In early 2021 a Classification Office survey found 19% of Kiwis held three or more beliefs associated with misinformation, a statistic Chief Censor David Shanks says has “almost certainly” gotten worse recently.
“We’re seeing an increase in the number of bad actors who have learned how to use digital platforms to spread their distrust of public institutions and the media, that means they create followers who really only believe what they say.”
He says the Government needs to push for tighter regulations of platforms that promote misinformation, like what happened after the Christchurch terror attack.
“Regulating the internet, that’s something New Zealand alone can’t achieve. If you look at the Christchurch Call post the horrific attacks on March 15, New Zealand was a leader in terms of a collaborative, multinational, multi-stakeholder approach to make a meaningful difference to the level of extremism and terrorism content online.”
He says while there’s been criticism changes haven’t come about fast enough, significant moves have been made.
“The big tech platforms who are members of the Call have updated their terms of service to prohibit terrorist and violent extremist content, and have improved their detection capabilities and user reporting mechanisms, while also putting in place stricter policies around livestreaming…
“The Christchurch Call continues to grow in global membership. It now includes 55 governments, most of the world’s liberal democracies, and crucially the US has now become a member. That gives us an idea of how we might participate in a global conversion to address this issue.”
Law playing catch-up
FACT’s Judd would like to see misinformation propagators’ accounts shut down. Anti-vaccine group Voices for Freedom’s Facebook page was removed last year for spreading false information. The group made another in March but it was swiftly shut down again, though they can still post on Instagram, Twitter and TikTok.
“If people who are spreading misinformation are prevented from using mainstream platforms like Facebook, they may go elsewhere,” Judd says. “But the good thing about that is that they may be harder to find, which means they have to work harder to get a platform for their ideas. So even there that can have a real effect.”

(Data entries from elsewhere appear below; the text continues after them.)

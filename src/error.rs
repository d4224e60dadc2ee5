//! Typed error taxonomy for the engine.
//!
//! Execution-start failures (NotFound, RateLimitExceeded) fail fast at the
//! call site. Step-level failures are recorded durably on the step row and
//! re-thrown to the queue consumer. Cache backend errors never surface here;
//! they are logged and treated as misses at the call site.

use thiserror::Error;

/// All failures surfaced by the engine's service boundary.
#[derive(Debug, Error)]
pub enum EngineError {
    #[error("workflow not found: {0}")]
    WorkflowNotFound(String),

    #[error("contact not found: {0}")]
    ContactNotFound(String),

    #[error("execution not found: {0}")]
    ExecutionNotFound(String),

    /// A named rate limiter rejected the action. No state was created.
    #[error("rate limit exceeded: {limiter}")]
    RateLimitExceeded { limiter: String },

    /// A node handler failed; the step row carries the same message.
    #[error("node execution failed for '{node_id}': {message}")]
    NodeExecutionFailed { node_id: String, message: String },

    #[error("invalid workflow: {0}")]
    InvalidWorkflow(String),

    #[error("expression error: {0}")]
    Expression(String),

    /// Optimistic context write lost the race twice in a row.
    #[error("context version conflict for execution {0}")]
    ContextConflict(String),

    #[error("message delivery failed: {0}")]
    Delivery(String),

    #[error("queue unavailable: {0}")]
    QueueClosed(String),

    #[error("persistence error: {0}")]
    Persistence(#[from] sqlx::Error),

    #[error("serialization error: {0}")]
    Serialization(#[from] serde_json::Error),
}

pub type EngineResult<T> = Result<T, EngineError>;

Globally, the law is catching up with some of the worst misinformation spreaders. Prominent US conspiracy theorist Alex Jones is currently dealing with multiple lawsuits after losing defamation cases over his claims the Sandy Hook school shooting was faked. Jones failed to show up to recent deposition hearings and will be fined $25,000 to $50,000 per weekday until he appears.

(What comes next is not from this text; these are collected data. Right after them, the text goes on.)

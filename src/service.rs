//! Service facade assembling the store, cache hierarchy, queue, and engine.
//!
//! Embedders construct one `AutomationService`, call `start()`, and interact
//! through the `workflows()` and `engine()` surfaces. The contact directory
//! and message sender are injected so the engine stays decoupled from any
//! particular CRM or delivery provider.

use crate::cache::manager::default_list_filters;
use crate::cache::{CacheHierarchy, CacheMetrics, GzipCodec, SqliteCache};
use crate::config::Config;
use crate::contact::ContactDirectory;
use crate::error::EngineResult;
use crate::messaging::MessageSender;
use crate::runtime::engine::ExecutionEngine;
use crate::runtime::executor::NodeExecutor;
use crate::runtime::limiter::RateLimiter;
use crate::runtime::queue::InProcessQueue;
use crate::workflow::query::WorkflowQueryService;
use crate::workflow::storage::WorkflowStore;
use crate::workflow::types::{
    AnalyticsRange, AnalyticsReport, Execution, WorkflowDefinition, WorkflowFilters, WorkflowPage,
    WorkflowSpec,
};
use sqlx::sqlite::SqlitePoolOptions;
use sqlx::SqlitePool;
use std::sync::Arc;

pub struct AutomationService {
    store: Arc<WorkflowStore>,
    cache: Arc<CacheHierarchy>,
    queue: Arc<InProcessQueue>,
    engine: Arc<ExecutionEngine>,
    query: WorkflowQueryService,
}

impl AutomationService {
    /// Connect to the configured database and assemble the service
    pub async fn connect(
        config: Config,
        directory: Arc<dyn ContactDirectory>,
        sender: Arc<dyn MessageSender>,
    ) -> EngineResult<Self> {
        let pool = SqlitePoolOptions::new()
            .max_connections(5)
            .connect(&config.database.url)
            .await?;
        Self::with_pool(config, pool, directory, sender).await
    }

    /// Assemble the service over an existing pool. Initializes the store and
    /// L2 cache schemas; safe against already-initialized databases.
    pub async fn with_pool(
        config: Config,
        pool: SqlitePool,
        directory: Arc<dyn ContactDirectory>,
        sender: Arc<dyn MessageSender>,
    ) -> EngineResult<Self> {
        let store = Arc::new(WorkflowStore::new(pool.clone()));
        store.init_schema().await?;

        let l2 = SqliteCache::new(pool);
        l2.init_schema().await?;

        let cache = Arc::new(CacheHierarchy::new(
            config.cache.clone(),
            Arc::new(l2),
            Arc::new(GzipCodec),
            Arc::clone(&store),
        ));

        let limiter = Arc::new(RateLimiter::new());
        let executor = NodeExecutor::new(
            Arc::clone(&limiter),
            sender,
            Arc::clone(&directory),
            config.rate_limits.clone(),
        );

        let queue = Arc::new(InProcessQueue::new());
        let engine = Arc::new(ExecutionEngine::new(
            Arc::clone(&store),
            Arc::clone(&cache),
            limiter,
            executor,
            queue.clone(),
            directory,
            config.rate_limits,
        ));

        let query = WorkflowQueryService::new(Arc::clone(&store), Arc::clone(&cache));

        Ok(Self {
            store,
            cache,
            queue,
            engine,
            query,
        })
    }

    /// Start the queue consumer and the cache warming scheduler
    pub async fn start(&self) -> EngineResult<()> {
        self.queue.start(Arc::clone(&self.engine)).await;
        self.cache.start().await?;
        tracing::info!("🚀 automation service started");
        Ok(())
    }

    /// Stop background tasks and flush the in-process cache tier
    pub async fn shutdown(&self) {
        self.queue.stop().await;
        self.cache.shutdown().await;
        tracing::info!("automation service stopped");
    }

    // ---- exposed operations ----

    pub async fn get_workflow_definition(
        &self,
        id: &str,
        include_inactive: bool,
    ) -> EngineResult<Option<WorkflowDefinition>> {
        self.query.get_by_id(id, include_inactive).await
    }

    /// List a user's workflows; `filters` defaults to the first page sorted
    /// by last update
    pub async fn get_user_workflows(
        &self,
        user_id: &str,
        filters: Option<WorkflowFilters>,
    ) -> EngineResult<WorkflowPage> {
        let mut filters = filters.unwrap_or_else(|| default_list_filters(user_id));
        filters.user_id = Some(user_id.to_string());
        self.query.list(&filters).await
    }

    pub async fn create_workflow(&self, spec: &WorkflowSpec) -> EngineResult<WorkflowDefinition> {
        self.query.create(spec).await
    }

    pub async fn update_workflow(
        &self,
        id: &str,
        spec: &WorkflowSpec,
    ) -> EngineResult<WorkflowDefinition> {
        self.query.update(id, spec).await
    }

    pub async fn get_workflow_analytics(
        &self,
        id: &str,
        range: AnalyticsRange,
    ) -> EngineResult<AnalyticsReport> {
        self.query.analytics(id, range).await
    }

    pub async fn start_workflow_execution(
        &self,
        workflow_id: &str,
        contact_id: &str,
        trigger_data: serde_json::Value,
    ) -> EngineResult<Execution> {
        self.engine
            .start_execution(workflow_id, contact_id, trigger_data)
            .await
    }

    pub async fn execute_step(&self, execution_id: &str, step_id: &str) -> EngineResult<()> {
        self.engine.execute_step(execution_id, step_id).await
    }

    // ---- component access ----

    pub fn workflows(&self) -> &WorkflowQueryService {
        &self.query
    }

    pub fn engine(&self) -> &Arc<ExecutionEngine> {
        &self.engine
    }

    pub fn store(&self) -> &Arc<WorkflowStore> {
        &self.store
    }

    pub fn cache(&self) -> &Arc<CacheHierarchy> {
        &self.cache
    }

    pub async fn cache_metrics(&self) -> CacheMetrics {
        self.cache.metrics().await
    }

    /// Drop every cache entry matching any of the patterns
    pub async fn invalidate_cache(&self, patterns: &[String]) {
        self.cache.invalidate(patterns).await;
    }

    /// Run one cache warming cycle immediately
    pub async fn warm_cache(&self) -> EngineResult<()> {
        self.cache.warm().await
    }
}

We could see court action here too. In February NZ-based outlet Counterspin Media promoted a so-called ‘documentary’ that questions whether the murder of 51 people during the Christchurch terror attack was staged. The documentary has been classed as objectionable and could see those sharing it imprisoned for up to 14 years.
Shanks says dealing with misinformation is a “delicate balance”.
“We can’t be cutting across people’s freedoms or reducing human rights, but the bottom line is it’s really clear some people are propagating extremist ideas and ultimately terrorist ideas.
“This problem gets worse if we don’t do something to address it. It’s a big problem, but it’s something we must tackle.”